Mark Steyn — The “but” boys and submission to assaults on free speech

1282Post this to protect your freedom

Rising to the example and the challenge of Mark Steyn and others I post herein the cartoon that won the competition in Pam Geller’s May 3rd competition related to depiction of  Mohammed.*   The award took place in Garland, Texas which “inspired” two Islamic terrorists to attempt mass murder.  Fortunately they were dispatched instead by brave police action. Steyn posted the cartoon as part of a superb article titled “Stay Quiet and You’ll Be Okay.”

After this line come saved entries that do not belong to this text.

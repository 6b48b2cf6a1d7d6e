// src/types/mod.rs - Core message and template types shared across the bot

use log::debug;
use rand::Rng;
use serde::{Deserialize, Serialize};

/// A single chat message as delivered by a platform connection.
#[derive(Debug, Clone, Serialize, Deserialize)]
pub struct ChatMessage {
    pub channel: String,
    pub username: String,
    pub display_name: Option<String>,
    pub content: String,
    pub timestamp: chrono::DateTime<chrono::Utc>,
    /// Badge names from the platform. `None` means the badge tag was missing
    /// or unparseable, which downstream checks treat as "no badges".
    pub user_badges: Option<Vec<String>>,
    pub is_mod: bool,
    pub is_vip: bool,
}

impl ChatMessage {
    /// Case-folded username, the identity key for seen-lists and greetings.
    pub fn name_key(&self) -> String {
        self.username.to_lowercase()
    }

    pub fn display(&self) -> &str {
        self.display_name.as_deref().unwrap_or(&self.username)
    }

    /// Broadcaster detection via badges. Fails open: a message without badge
    /// data is treated as not coming from the broadcaster.
    pub fn is_broadcaster(&self) -> bool {
        match &self.user_badges {
            Some(badges) => badges.iter().any(|b| b == "broadcaster"),
            None => {
                debug!(
                    "no badge data on message from '{}', treating as non-broadcaster",
                    self.username
                );
                false
            }
        }
    }
}

/// The one-time parse of a raw chat line. Every rule evaluator works from the
/// same token so ambiguous whitespace cannot produce diverging views of the
/// message.
#[derive(Debug, Clone)]
pub struct CommandToken {
    /// Sanitized text: printable ASCII only, trimmed.
    pub text: String,
    /// Whitespace-split words of `text`; `words[0]` is the command word.
    pub words: Vec<String>,
}

impl CommandToken {
    pub fn parse(raw: &str) -> Self {
        let text: String = raw.chars().filter(|c| (' '..='~').contains(c)).collect();
        let text = text.trim().to_string();
        let words = text.split_whitespace().map(String::from).collect();
        Self { text, words }
    }

    /// The command word (first word), or "" for an empty message.
    pub fn command(&self) -> &str {
        self.words.first().map(String::as_str).unwrap_or("")
    }

    pub fn arg(&self, n: usize) -> Option<&str> {
        self.words.get(n).map(String::as_str)
    }

    /// The tail of `text` starting at word `from`, with interior spacing
    /// preserved. Empty when fewer than `from` words exist.
    pub fn rest(&self, from: usize) -> String {
        let mut remaining = self.text.as_str();
        for _ in 0..from {
            remaining = remaining.trim_start();
            match remaining.find(char::is_whitespace) {
                Some(i) => remaining = &remaining[i..],
                None => return String::new(),
            }
        }
        remaining.trim_start().to_string()
    }
}

/// A reply payload that is either a single template or a list of templates
/// from which one is chosen uniformly at random.
#[derive(Debug, Clone, PartialEq, Serialize, Deserialize)]
#[serde(untagged)]
pub enum TextOrList {
    One(String),
    Many(Vec<String>),
}

impl TextOrList {
    pub fn choose(&self) -> Option<&str> {
        match self {
            TextOrList::One(s) => {
                if s.is_empty() {
                    None
                } else {
                    Some(s)
                }
            }
            TextOrList::Many(list) => {
                if list.is_empty() {
                    None
                } else {
                    let idx = rand::rng().random_range(0..list.len());
                    Some(&list[idx])
                }
            }
        }
    }
}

Geller’s project has brought criticism from the left and some on the right characterizing the purpose as intended to display “hate speech,”  and that the effort should be shunned, and according to some, banned. I wish knee-jerk liberals would take some time away from absorbing clumsy leftist talking points to read Steyn’s thoughtful analysis. They might realize how absurd criticisms of Pam Geller that liken her production of the event to  “yelling fire in a crowded theater” are, and what political free speech is all about, something conservatives have always championed.

Another cartoon from  the same artist, the caption to which provides the name to Steyn’s column, is posted below. In combination with some excerpts from Steyn’s commentary they are set forth to further political commentary but also to induce you to read the article in its entirety.  We also challenge other bloggers concerned with assaults on political speech to do similar.

“Stay Quiet and You’ll Be Okay” by Mark Steyn
The War on Free Speech  May 9, 2015 (excerpts)

As for the free-speech issues, some of us have been around this question for a long time. I wrote a whole book about it: Lights Out: Islam, Free Speech And The Twilight Of The West – well worth a read, and I’m happy to autograph it for you. On page 123 I write about Jyllands Posten and the original Motoons:

The twelve cartoonists are now in hiding. According to the chairman of the Danish Liberal Party, a group of Muslim men showed up at a local school looking for the daughter of one of the artists.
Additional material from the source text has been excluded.